The 1970s are making a notable comeback – not necessarily in reputation, but certainly as an object of interest. Rachel Reeves’ budget is poised to become part of that “decadology”, primarily because her tax changes mark the biggest shift since Margaret Thatcher slammed Labour for its “genuine socialist” fiscal policy in 1975. Today’s economic turmoil – driven by war-induced inflation and a frayed social contract – has rekindled the relevance of that era. Yet there’s a key difference: the 70s birthed austerity, while Ms Reeves is opting to spend her way out of the current crisis in public services.
In Labour’s first budget since 2010, Ms Reeves unveiled about £20bn a year in tax increases on businesses and the rich, aiming to reverse more than a decade of decline in the British state. Her plans also raise borrowing by the same amount annually, spooking some in the City. This allows for an increase in spending of 2% of GDP to prevent real cuts in some departmental current budgets and to stop investment from falling as a share of national income. This is a much-needed shift away from the policy failures of previous Conservative administrations.

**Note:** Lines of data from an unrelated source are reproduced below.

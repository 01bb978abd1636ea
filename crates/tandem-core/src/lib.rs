//! Tandem Core - protocol engine foundation
//!
//! Identifier types, the unified error, opaque argument encoding, channel
//! provenance, and the collaborator interfaces the protocol engine consumes:
//!
//! - `StoreTransaction` / `TransactionalStore`: the ambient transaction every
//!   step runs in
//! - `IdentityEffects`: owned identities, contacts, groups
//! - `ChannelEffects`: secure channels and message hand-off
//! - `ChallengeEffects`: signing and checking challenges
//!
//! Nothing in this crate executes protocols.

#![forbid(unsafe_code)]

pub mod channel;
pub mod effects;
pub mod encoding;
pub mod errors;
pub mod identifiers;
pub mod messages;
pub mod protocol;
pub mod store;

pub use channel::{ChannelRequirement, ReceptionChannelInfo, SendChannelTarget};
pub use encoding::{Arguments, Encoded};
pub use errors::{Result, TandemError};
pub use identifiers::{
    DeviceUid, GroupId, IdentityKey, MessageHandle, MessageUid, ProtocolInstanceUid, Signature,
    TrustLevel,
};
pub use messages::{now_ms, OutboundMessage, ProtocolEnvelope, ReceivedMessage};
pub use protocol::{MessageKind, ProtocolKind, StateKind};
pub use store::{Savepoint, StoreTransaction, TransactionalStore};
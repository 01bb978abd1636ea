//! Step dispatcher
//!
//! Turns one received message into at most one step execution:
//!
//! 1. decode the message into the protocol's message type
//! 2. resolve the target instance, creating it for initial messages
//! 3. select the step matching `(state, message)`
//! 4. refuse the step if the reception channel does not meet its requirement
//! 5. execute the step and persist the resulting state
//! 6. fire links waiting for that state, reap the instance if it is final
//!
//! Everything happens inside the caller's transaction. Drops are normal
//! outcomes under duplicated, reordered delivery and are not errors; an
//! error means the transaction must be abandoned.

use std::fmt;
use tracing::{debug, info, warn};

use tandem_core::{
    ProtocolEnvelope, ProtocolInstanceUid, ProtocolKind, ReceivedMessage, ReceptionChannelInfo,
    Result, StateKind, StoreTransaction,
};

use crate::config::EngineConfig;
use crate::context::{EngineEffects, StepContext};
use crate::notifications;
use crate::protocol::{
    decode_state, encode_state, Protocol, ProtocolMessage, ProtocolState, StepOutcome,
};
use crate::protocols::{
    ChannelCreation, ContactMutualScan, GroupManagement, GroupV2, OwnedIdentityDeletion,
};
use crate::records::instances::{self, InstanceHandle};

/// Why a message was consumed without running a step
#[derive(Debug, Clone, Copy, PartialEq, Eq)]
pub enum DropReason {
    /// No instance with that uid, and the message cannot create one
    UnknownProtocolInstance,
    /// The instance's state has no step for the message
    NoMatchingStep,
    /// A step matched but the message arrived over the wrong channel class
    ChannelRejected,
    /// A remote message whose arguments do not decode
    MalformedMessage,
}

impl fmt::Display for DropReason {
    fn fmt(&self, f: &mut fmt::Formatter<'_>) -> fmt::Result {
        let reason = match self {
            Self::UnknownProtocolInstance => "unknown protocol instance",
            Self::NoMatchingStep => "no matching step",
            Self::ChannelRejected => "channel rejected",
            Self::MalformedMessage => "malformed message",
        };
        f.write_str(reason)
    }
}

/// Result of dispatching one message
#[derive(Debug, Clone, Copy, PartialEq, Eq)]
pub enum DispatchOutcome {
    /// A step ran
    Executed {
        /// Protocol of the instance
        protocol_kind: ProtocolKind,
        /// Instance the step ran on
        instance_uid: ProtocolInstanceUid,
        /// State before the step
        from: StateKind,
        /// State after the step
        to: StateKind,
        /// Whether `to` is a final state
        finished: bool,
    },
    /// The message was consumed without effect
    Dropped(DropReason),
}

impl DispatchOutcome {
    /// Whether a step ran
    pub fn is_executed(&self) -> bool {
        matches!(self, Self::Executed { .. })
    }
}

/// Routes messages to protocol steps
pub struct Dispatcher {
    effects: EngineEffects,
    config: EngineConfig,
}

impl Dispatcher {
    /// Create a dispatcher over `effects`
    pub fn new(effects: EngineEffects, config: EngineConfig) -> Self {
        Self { effects, config }
    }

    /// Collaborators handed to steps
    pub fn effects(&self) -> &EngineEffects {
        &self.effects
    }

    /// Engine configuration
    pub fn config(&self) -> &EngineConfig {
        &self.config
    }

    /// Dispatch a received message. Removing it from the inbox is the
    /// caller's business.
    pub fn dispatch(
        &self,
        tx: &mut dyn StoreTransaction,
        message: &ReceivedMessage,
    ) -> Result<DispatchOutcome> {
        self.route(tx, &message.envelope, &message.channel_info, 0)
    }

    /// Dispatch a locally built message at nesting `depth`, bypassing the
    /// inbox
    pub(crate) fn execute_synchronously(
        &self,
        tx: &mut dyn StoreTransaction,
        envelope: &ProtocolEnvelope,
        depth: usize,
    ) -> Result<DispatchOutcome> {
        self.route(tx, envelope, &ReceptionChannelInfo::Local, depth)
    }

    fn route(
        &self,
        tx: &mut dyn StoreTransaction,
        envelope: &ProtocolEnvelope,
        channel: &ReceptionChannelInfo,
        depth: usize,
    ) -> Result<DispatchOutcome> {
        match envelope.protocol_kind {
            ProtocolKind::ChannelCreation => self.run::<ChannelCreation>(tx, envelope, channel, depth),
            ProtocolKind::ContactMutualScan => {
                self.run::<ContactMutualScan>(tx, envelope, channel, depth)
            }
            ProtocolKind::GroupManagement => self.run::<GroupManagement>(tx, envelope, channel, depth),
            ProtocolKind::GroupV2 => self.run::<GroupV2>(tx, envelope, channel, depth),
            ProtocolKind::OwnedIdentityDeletion => {
                self.run::<OwnedIdentityDeletion>(tx, envelope, channel, depth)
            }
        }
    }

    fn run<P: Protocol>(
        &self,
        tx: &mut dyn StoreTransaction,
        envelope: &ProtocolEnvelope,
        channel: &ReceptionChannelInfo,
        depth: usize,
    ) -> Result<DispatchOutcome> {
        let owned = envelope.owned_identity;
        let uid = envelope.instance_uid;

        let message = match P::Message::decode(envelope.message_kind, &envelope.arguments) {
            Ok(message) => message,
            Err(e) if !channel.is_local() => {
                warn!(
                    protocol = %P::KIND,
                    instance = %uid,
                    message = %envelope.message_kind,
                    error = %e,
                    "Dropping malformed remote message"
                );
                return Ok(DispatchOutcome::Dropped(DropReason::MalformedMessage));
            }
            Err(e) => return Err(e),
        };

        let (state, existing) = match instances::get(tx, &owned, &uid)? {
            Some(record) if record.protocol_kind == P::KIND => {
                let state: P::State = decode_state(record.state_kind, &record.state)?;
                (state, Some(record.handle()))
            }
            Some(record) => {
                warn!(
                    instance = %uid,
                    expected = %P::KIND,
                    actual = %record.protocol_kind,
                    "Message targets an instance of another protocol"
                );
                return Ok(DispatchOutcome::Dropped(DropReason::UnknownProtocolInstance));
            }
            None if P::is_initial_message(message.kind()) => (P::initial_state(), None),
            None => {
                debug!(
                    protocol = %P::KIND,
                    instance = %uid,
                    message = %message.kind(),
                    "No instance for non-initial message"
                );
                return Ok(DispatchOutcome::Dropped(DropReason::UnknownProtocolInstance));
            }
        };

        let Some(step) = P::select_step(&state, &message) else {
            debug!(
                protocol = %P::KIND,
                instance = %uid,
                state = %state.kind(),
                message = %message.kind(),
                "No step matches"
            );
            return Ok(DispatchOutcome::Dropped(DropReason::NoMatchingStep));
        };

        let requirement = P::channel_requirement(step);
        if !requirement.accepts(channel, &owned) {
            warn!(
                protocol = %P::KIND,
                instance = %uid,
                step = ?step,
                required = %requirement,
                channel = ?channel,
                "Step refused: wrong reception channel"
            );
            return Ok(DispatchOutcome::Dropped(DropReason::ChannelRejected));
        }

        let from = state.kind();
        let handle = match existing {
            Some(handle) => handle,
            None => {
                let (kind, payload) = encode_state(&state)?;
                let handle = instances::create(tx, owned, P::KIND, uid, kind, payload)?;
                info!(protocol = %P::KIND, instance = %uid, owned = %owned, "Protocol instance created");
                notifications::fire_links(tx, &handle, kind)?;
                handle
            }
        };

        debug!(protocol = %P::KIND, instance = %uid, step = ?step, depth, "Executing step");
        let outcome = {
            let mut ctx = StepContext::new(tx, self, channel, owned, P::KIND, uid, depth);
            P::execute(step, state, message, &mut ctx)?
        };

        let to = match outcome {
            StepOutcome::Transition(next) => {
                let (kind, payload) = encode_state(&next)?;
                instances::update_state(tx, &handle, kind, payload)?;
                notifications::fire_links(tx, &handle, kind)?;
                kind
            }
            StepOutcome::Unchanged => from,
        };

        let finished = P::is_final(to);
        if finished {
            info!(protocol = %P::KIND, instance = %uid, state = %to, "Protocol instance finished");
            if self.config.reap_final_instances {
                reap(tx, &handle)?;
            }
        }

        Ok(DispatchOutcome::Executed {
            protocol_kind: P::KIND,
            instance_uid: uid,
            from,
            to,
            finished,
        })
    }
}

fn reap(tx: &mut dyn StoreTransaction, handle: &InstanceHandle) -> Result<()> {
    instances::delete(tx, &handle.owned_identity, &handle.uid)?;
    Ok(())
}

The budget allocates nearly £14bn to compensation schemes, with the majority rightly directed to victims of the contaminated blood scandal, alongside £23bn for departmental spending this year. Yet Ms Reeves’ announcement was not without caveats. With the NHS receiving the bulk of additional funds, certain departments – such as the Home Office and transport – will face real-terms reductions.
The increased health spending is likely to prove popular, especially if it reduces NHS waiting times to an 18-week maximum. However, the same desire to appease the majority of voters may have driven a counterproductive decision to freeze fuel duty for motorists, even as bus and rail passengers confront fare increases outpacing inflation.
The chancellor is instinctively cautious, taking positions strategically for political gain. She knows that taking a stand often alienates sections of the electorate. Critics argue that her approach breaks promises to protect working people from tax hikes, citing the Office for Budget Responsibility’s forecast of slowed growth and rising inflation. However, the OBR’s track record is far from perfect.
Loosening the fiscal constraints she previously imposed on herself was a prudent step for the chancellor. The pro-government tilt of her fiscal rules ensures that state spending remains 5% of GDP above pre-pandemic levels, strengthening the potential for a more proactive state. Investment-fuelled growth may take longer than expected to materialise. Ideally, progress should be measured not only by government benchmarks but also by broader notions of social welfare and wellbeing.
In a pivotal speech by a Labour chancellor, it was striking that “poverty” was mentioned only once, despite Britain’s significant levels of deprivation. The Resolution Foundation and the Joseph Rowntree Foundation (JRF) both noted that the budget missed an opportunity to alleviate hardship for many in need. While wage increases for millions of workers are welcome, FTSE executives have seen their pay soar to record levels, with median remuneration now at £4.19m a year.
The ongoing tension between labour and capital is only beginning. By October 2029, the JRF says families will be £770 poorer in real terms, with 100,000 more children in poverty. Without further strong steps to curb inequality, such as wealth taxes, this will be politically untenable. Ms Reeves has little option but to shift toward a more welfare-driven, redistributive agenda in the spring spending review. While the 1970s set the stage for the triumph of globalised market liberalism, Ms Reeves’ budget charts a course for a distinctly different future.